SOURCE DATA.
*** Block opens ***
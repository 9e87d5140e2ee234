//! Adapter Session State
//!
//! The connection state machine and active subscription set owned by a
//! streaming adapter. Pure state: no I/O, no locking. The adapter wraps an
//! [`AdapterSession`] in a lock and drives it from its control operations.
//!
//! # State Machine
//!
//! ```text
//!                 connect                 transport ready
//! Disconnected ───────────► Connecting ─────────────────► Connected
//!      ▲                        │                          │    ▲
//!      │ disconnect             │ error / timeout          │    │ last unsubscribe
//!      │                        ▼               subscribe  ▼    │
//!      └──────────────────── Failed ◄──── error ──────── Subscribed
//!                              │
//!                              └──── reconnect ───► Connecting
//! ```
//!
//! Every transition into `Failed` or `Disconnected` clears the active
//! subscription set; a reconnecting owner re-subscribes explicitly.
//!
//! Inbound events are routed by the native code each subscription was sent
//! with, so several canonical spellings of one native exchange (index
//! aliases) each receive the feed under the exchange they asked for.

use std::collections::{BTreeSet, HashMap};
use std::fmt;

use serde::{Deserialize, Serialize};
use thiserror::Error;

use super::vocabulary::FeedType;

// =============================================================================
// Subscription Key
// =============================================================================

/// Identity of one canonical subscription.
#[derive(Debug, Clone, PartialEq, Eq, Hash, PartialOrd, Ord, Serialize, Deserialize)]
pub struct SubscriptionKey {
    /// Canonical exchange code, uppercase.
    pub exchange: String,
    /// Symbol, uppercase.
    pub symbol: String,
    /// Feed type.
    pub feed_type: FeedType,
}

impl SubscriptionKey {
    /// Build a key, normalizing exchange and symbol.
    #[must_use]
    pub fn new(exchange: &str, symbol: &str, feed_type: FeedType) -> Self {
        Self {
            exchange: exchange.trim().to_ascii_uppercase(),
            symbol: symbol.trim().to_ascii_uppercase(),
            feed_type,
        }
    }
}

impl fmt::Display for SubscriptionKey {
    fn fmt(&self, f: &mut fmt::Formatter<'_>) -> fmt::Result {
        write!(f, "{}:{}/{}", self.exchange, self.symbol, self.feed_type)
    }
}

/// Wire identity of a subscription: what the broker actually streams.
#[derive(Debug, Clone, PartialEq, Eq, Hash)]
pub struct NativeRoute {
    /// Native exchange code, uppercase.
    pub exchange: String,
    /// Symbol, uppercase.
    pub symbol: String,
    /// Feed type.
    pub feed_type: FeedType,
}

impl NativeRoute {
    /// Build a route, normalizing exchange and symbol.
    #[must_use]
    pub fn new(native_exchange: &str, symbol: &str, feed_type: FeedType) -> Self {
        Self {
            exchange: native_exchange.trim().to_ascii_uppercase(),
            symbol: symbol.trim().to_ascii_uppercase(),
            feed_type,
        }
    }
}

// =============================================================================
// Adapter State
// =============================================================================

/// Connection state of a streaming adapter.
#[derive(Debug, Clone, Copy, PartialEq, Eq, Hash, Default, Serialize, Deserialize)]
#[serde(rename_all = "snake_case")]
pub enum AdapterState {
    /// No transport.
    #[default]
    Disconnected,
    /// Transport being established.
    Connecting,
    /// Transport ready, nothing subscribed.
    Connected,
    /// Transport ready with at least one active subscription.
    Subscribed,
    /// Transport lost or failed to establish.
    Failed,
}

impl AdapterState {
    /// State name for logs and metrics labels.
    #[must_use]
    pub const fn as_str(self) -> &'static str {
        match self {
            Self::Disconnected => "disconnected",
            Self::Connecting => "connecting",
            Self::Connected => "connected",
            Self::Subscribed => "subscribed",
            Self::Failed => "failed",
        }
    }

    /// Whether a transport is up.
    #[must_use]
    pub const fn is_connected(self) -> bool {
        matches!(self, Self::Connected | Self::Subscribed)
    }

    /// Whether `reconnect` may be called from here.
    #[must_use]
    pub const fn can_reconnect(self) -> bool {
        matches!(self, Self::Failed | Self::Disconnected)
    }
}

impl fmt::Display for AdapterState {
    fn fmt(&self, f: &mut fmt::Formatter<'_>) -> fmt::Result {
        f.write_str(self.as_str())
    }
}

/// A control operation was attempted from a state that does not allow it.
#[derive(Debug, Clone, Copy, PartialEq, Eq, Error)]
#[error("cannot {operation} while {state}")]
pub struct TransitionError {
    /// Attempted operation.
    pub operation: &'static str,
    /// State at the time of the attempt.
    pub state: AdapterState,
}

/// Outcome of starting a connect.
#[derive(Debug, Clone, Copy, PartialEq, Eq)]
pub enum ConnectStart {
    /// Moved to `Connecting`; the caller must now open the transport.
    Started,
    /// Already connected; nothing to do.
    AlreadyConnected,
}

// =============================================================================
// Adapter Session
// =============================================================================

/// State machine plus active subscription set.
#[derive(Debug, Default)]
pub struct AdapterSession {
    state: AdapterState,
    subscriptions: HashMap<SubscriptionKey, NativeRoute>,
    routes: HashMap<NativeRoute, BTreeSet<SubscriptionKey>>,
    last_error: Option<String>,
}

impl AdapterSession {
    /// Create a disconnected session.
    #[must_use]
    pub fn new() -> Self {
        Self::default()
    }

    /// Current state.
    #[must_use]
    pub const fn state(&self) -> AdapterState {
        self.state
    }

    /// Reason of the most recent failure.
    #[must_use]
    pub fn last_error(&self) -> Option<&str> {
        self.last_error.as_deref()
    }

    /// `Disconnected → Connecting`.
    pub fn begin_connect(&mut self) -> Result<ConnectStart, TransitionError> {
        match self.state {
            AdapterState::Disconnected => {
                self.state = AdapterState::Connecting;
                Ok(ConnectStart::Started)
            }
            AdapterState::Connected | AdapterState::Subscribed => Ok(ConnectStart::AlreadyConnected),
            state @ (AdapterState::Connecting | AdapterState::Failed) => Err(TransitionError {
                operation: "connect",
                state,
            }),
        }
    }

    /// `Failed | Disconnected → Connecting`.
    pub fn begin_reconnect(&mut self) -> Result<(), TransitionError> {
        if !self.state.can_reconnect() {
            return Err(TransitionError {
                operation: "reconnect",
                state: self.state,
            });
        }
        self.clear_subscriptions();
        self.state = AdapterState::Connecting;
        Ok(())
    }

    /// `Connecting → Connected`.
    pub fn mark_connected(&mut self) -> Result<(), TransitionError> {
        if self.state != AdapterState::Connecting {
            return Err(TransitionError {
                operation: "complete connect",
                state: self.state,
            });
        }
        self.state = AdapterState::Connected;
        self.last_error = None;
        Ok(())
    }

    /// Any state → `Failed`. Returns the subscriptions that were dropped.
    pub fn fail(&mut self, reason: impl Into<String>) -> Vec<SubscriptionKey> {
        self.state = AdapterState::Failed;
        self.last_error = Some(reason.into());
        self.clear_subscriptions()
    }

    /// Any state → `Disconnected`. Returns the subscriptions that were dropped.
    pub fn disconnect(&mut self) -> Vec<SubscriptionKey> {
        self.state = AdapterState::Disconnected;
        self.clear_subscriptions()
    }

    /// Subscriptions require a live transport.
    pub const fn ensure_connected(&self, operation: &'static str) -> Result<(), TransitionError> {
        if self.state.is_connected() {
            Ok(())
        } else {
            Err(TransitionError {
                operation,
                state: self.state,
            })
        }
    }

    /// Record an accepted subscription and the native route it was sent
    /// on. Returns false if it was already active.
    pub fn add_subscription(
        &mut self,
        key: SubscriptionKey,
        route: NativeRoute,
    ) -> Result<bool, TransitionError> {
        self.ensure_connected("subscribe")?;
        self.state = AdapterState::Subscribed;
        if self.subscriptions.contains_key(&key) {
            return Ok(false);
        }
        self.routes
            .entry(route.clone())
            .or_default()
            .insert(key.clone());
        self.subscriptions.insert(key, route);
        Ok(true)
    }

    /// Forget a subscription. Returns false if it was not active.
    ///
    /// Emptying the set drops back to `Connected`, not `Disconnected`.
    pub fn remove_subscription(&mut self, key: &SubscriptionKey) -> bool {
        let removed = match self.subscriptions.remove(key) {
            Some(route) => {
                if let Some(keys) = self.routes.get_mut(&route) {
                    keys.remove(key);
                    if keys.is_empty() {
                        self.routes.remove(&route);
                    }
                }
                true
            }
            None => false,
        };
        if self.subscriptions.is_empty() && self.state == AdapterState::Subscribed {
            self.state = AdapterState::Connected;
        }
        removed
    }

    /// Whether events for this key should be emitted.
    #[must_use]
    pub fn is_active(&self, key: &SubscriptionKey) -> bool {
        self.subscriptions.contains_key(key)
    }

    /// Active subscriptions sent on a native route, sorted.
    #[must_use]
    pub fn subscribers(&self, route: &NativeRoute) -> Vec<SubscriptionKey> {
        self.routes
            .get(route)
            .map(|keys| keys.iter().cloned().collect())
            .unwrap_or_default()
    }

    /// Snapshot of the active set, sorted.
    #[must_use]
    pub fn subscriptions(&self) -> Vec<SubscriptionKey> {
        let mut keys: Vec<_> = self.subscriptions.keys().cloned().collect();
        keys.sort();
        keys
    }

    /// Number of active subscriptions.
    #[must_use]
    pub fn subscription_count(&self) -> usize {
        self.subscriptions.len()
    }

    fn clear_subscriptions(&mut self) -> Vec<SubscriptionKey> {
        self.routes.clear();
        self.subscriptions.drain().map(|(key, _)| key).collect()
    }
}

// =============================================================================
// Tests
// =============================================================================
*** Block closes ***
EXERCISE DETAILS. Identify how many lines in the entries above include the string "nothing", then state that number alone.

ANSWER. 2